What's the point? If you're gonna alter the OG equipment to such an extreme extent like removing the CD drive, then you're not going to play original copies on it anyways. Might as well just run an emulator.

[–] Tyfud@lemmy.world 21 points 1 month ago* (last edited 1 month ago) (12 children)

The point is to attempt it and do it with the original hardware without "trimming" the board.

It's an exercise in space management, not emulation.

Emulation is what it sounds like. Emulating the original thing.

This is the original thing. Just smaller.

[–] RightHandOfIkaros@lemmy.world -1 points 1 month ago (9 children)

And missing the normal way to play games. You'd have to use ROMs on this, and at that point there really isnt much of a difference between this and just emulating, you are already more than half the way there.

[–] Tyfud@lemmy.world 8 points 1 month ago

Not exactly. Emulating the board and chipset is where a lot of emulation issues show up. ROMs are generally pretty easy to serialize/copy around. It's the chipset/boards that are tricky and generally requires the boards being destroyed when reverse engineering them to figure out how to emulate the chipset features.

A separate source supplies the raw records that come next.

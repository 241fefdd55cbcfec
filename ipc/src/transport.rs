//! Socket-level send and receive with descriptor passing

use nix::errno::Errno;
use nix::sys::socket::{recvmsg, sendmsg, ControlMessage, ControlMessageOwned, MsgFlags};
use std::io::{IoSlice, IoSliceMut};
use std::os::fd::{FromRawFd, OwnedFd, RawFd};

use crate::config::KERNEL_MAX_DESCRIPTORS;

#[derive(Debug)]
pub(crate) enum RecvOutcome {
    Data { len: usize, fds: Vec<OwnedFd> },
    WouldBlock,
    Eof,
}

#[derive(Debug)]
pub(crate) enum RecvFailure {
    Sys(Errno),
    /// Some descriptors did not fit the control buffer and were discarded
    Truncated,
}

fn send_flags() -> MsgFlags {
    #[cfg(any(target_os = "linux", target_os = "android"))]
    {
        MsgFlags::MSG_DONTWAIT | MsgFlags::MSG_NOSIGNAL
    }
    #[cfg(not(any(target_os = "linux", target_os = "android")))]
    {
        MsgFlags::MSG_DONTWAIT
    }
}

fn recv_flags() -> MsgFlags {
    #[cfg(any(target_os = "linux", target_os = "android"))]
    {
        MsgFlags::MSG_DONTWAIT | MsgFlags::MSG_CMSG_CLOEXEC
    }
    #[cfg(not(any(target_os = "linux", target_os = "android")))]
    {
        MsgFlags::MSG_DONTWAIT
    }
}

/// Control buffer large enough for the most descriptors one message can carry
pub(crate) fn control_buffer() -> Vec<u8> {
    nix::cmsg_space!([RawFd; KERNEL_MAX_DESCRIPTORS])
}

/// Writes as much of `bytes` as the socket accepts, attaching `fds` to the first byte
pub(crate) fn send_chunk(socket: RawFd, bytes: &[u8], fds: &[RawFd]) -> Result<usize, Errno> {
    let iov = [IoSlice::new(bytes)];
    let rights = [ControlMessage::ScmRights(fds)];
    let cmsgs: &[ControlMessage<'_>] = if fds.is_empty() { &[] } else { &rights };

    loop {
        match sendmsg::<()>(socket, &iov, cmsgs, send_flags(), None) {
            Err(Errno::EINTR) => continue,
            other => return other,
        }
    }
}

/// Reads one chunk and the descriptors that came with it
pub(crate) fn recv_chunk(
    socket: RawFd,
    buf: &mut [u8],
    cmsg_buf: &mut Vec<u8>,
) -> Result<RecvOutcome, RecvFailure> {
    loop {
        let mut iov = [IoSliceMut::new(buf)];
        let received = match recvmsg::<()>(socket, &mut iov, Some(&mut *cmsg_buf), recv_flags()) {
            Ok(received) => received,
            Err(Errno::EINTR) => continue,
            Err(Errno::EAGAIN) => return Ok(RecvOutcome::WouldBlock),
            Err(errno) => return Err(RecvFailure::Sys(errno)),
        };

        let mut fds = Vec::new();
        let cmsgs = received.cmsgs().map_err(|_| RecvFailure::Truncated)?;
        for cmsg in cmsgs {
            if let ControlMessageOwned::ScmRights(raw_fds) = cmsg {
                for raw in raw_fds {
                    // SAFETY: the kernel just installed this descriptor for us
                    // and nothing else owns it.
                    fds.push(unsafe { OwnedFd::from_raw_fd(raw) });
                }
            }
        }

        if received.flags.contains(MsgFlags::MSG_CTRUNC) {
            return Err(RecvFailure::Truncated);
        }

        let len = received.bytes;
        if len == 0 && fds.is_empty() {
            return Ok(RecvOutcome::Eof);
        }
        return Ok(RecvOutcome::Data { len, fds });
    }
}

#[cfg(test)]
mod tests {
    use super::*;
    use std::io::{Read, Seek, SeekFrom, Write};
    use std::os::fd::AsRawFd;
    use std::os::unix::net::UnixStream;

    #[test]
    fn test_bytes_and_descriptor_arrive_together() {
        let (left, right) = UnixStream::pair().unwrap();
        right.set_nonblocking(true).unwrap();

        let mut file = tempfile::tempfile().unwrap();
        file.write_all(b"shared").unwrap();

        let sent = send_chunk(left.as_raw_fd(), b"hi", &[file.as_raw_fd()]).unwrap();
        assert_eq!(sent, 2);

        let mut buf = [0u8; 16];
        let mut cmsg = control_buffer();
        match recv_chunk(right.as_raw_fd(), &mut buf, &mut cmsg).unwrap() {
            RecvOutcome::Data { len, fds } => {
                assert_eq!(&buf[..len], b"hi");
                assert_eq!(fds.len(), 1);
                let mut received = std::fs::File::from(fds.into_iter().next().unwrap());
                received.seek(SeekFrom::Start(0)).unwrap();
                let mut contents = String::new();
                received.read_to_string(&mut contents).unwrap();
                assert_eq!(contents, "shared");
            }
            other => panic!("unexpected outcome: {:?}", other),
        }
    }

    #[test]
    fn test_would_block_then_eof() {
        let (left, right) = UnixStream::pair().unwrap();
        right.set_nonblocking(true).unwrap();

        let mut buf = [0u8; 16];
        let mut cmsg = control_buffer();
        assert!(matches!(
            recv_chunk(right.as_raw_fd(), &mut buf, &mut cmsg),
            Ok(RecvOutcome::WouldBlock)
        ));

        drop(left);
        assert!(matches!(
            recv_chunk(right.as_raw_fd(), &mut buf, &mut cmsg),
            Ok(RecvOutcome::Eof)
        ));
    }

    #[test]
    fn test_send_to_closed_peer_fails() {
        let (left, right) = UnixStream::pair().unwrap();
        drop(right);
        let result = send_chunk(left.as_raw_fd(), b"x", &[]);
        assert!(result.is_err());
    }
}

This would be a "perfect" emulation of any Saturn ROM/Game/whatever.

That can only be done with original hardware. Emulators get close, but all they can ever get is "close". New versions of the emulator chipsets come out to address and fix bugs or API issues that are discovered later as additional games are played on the emulator.

It's why not all games run on all emulators. There's a lot of subsets based on chip compatibility and specifically, how close it is to the original thing that will only work on some subset of games; and you might need a different emulator to run the other games for a platform because of compatibility issues.

So, again, this is not an emulator.

This is the real deal. Just smaller.

Running a ROM on it is not emulating. It's running a game file on the original hardware, and the compatibility will be 100%, instead of some smaller % that an emulated board/chipset would have.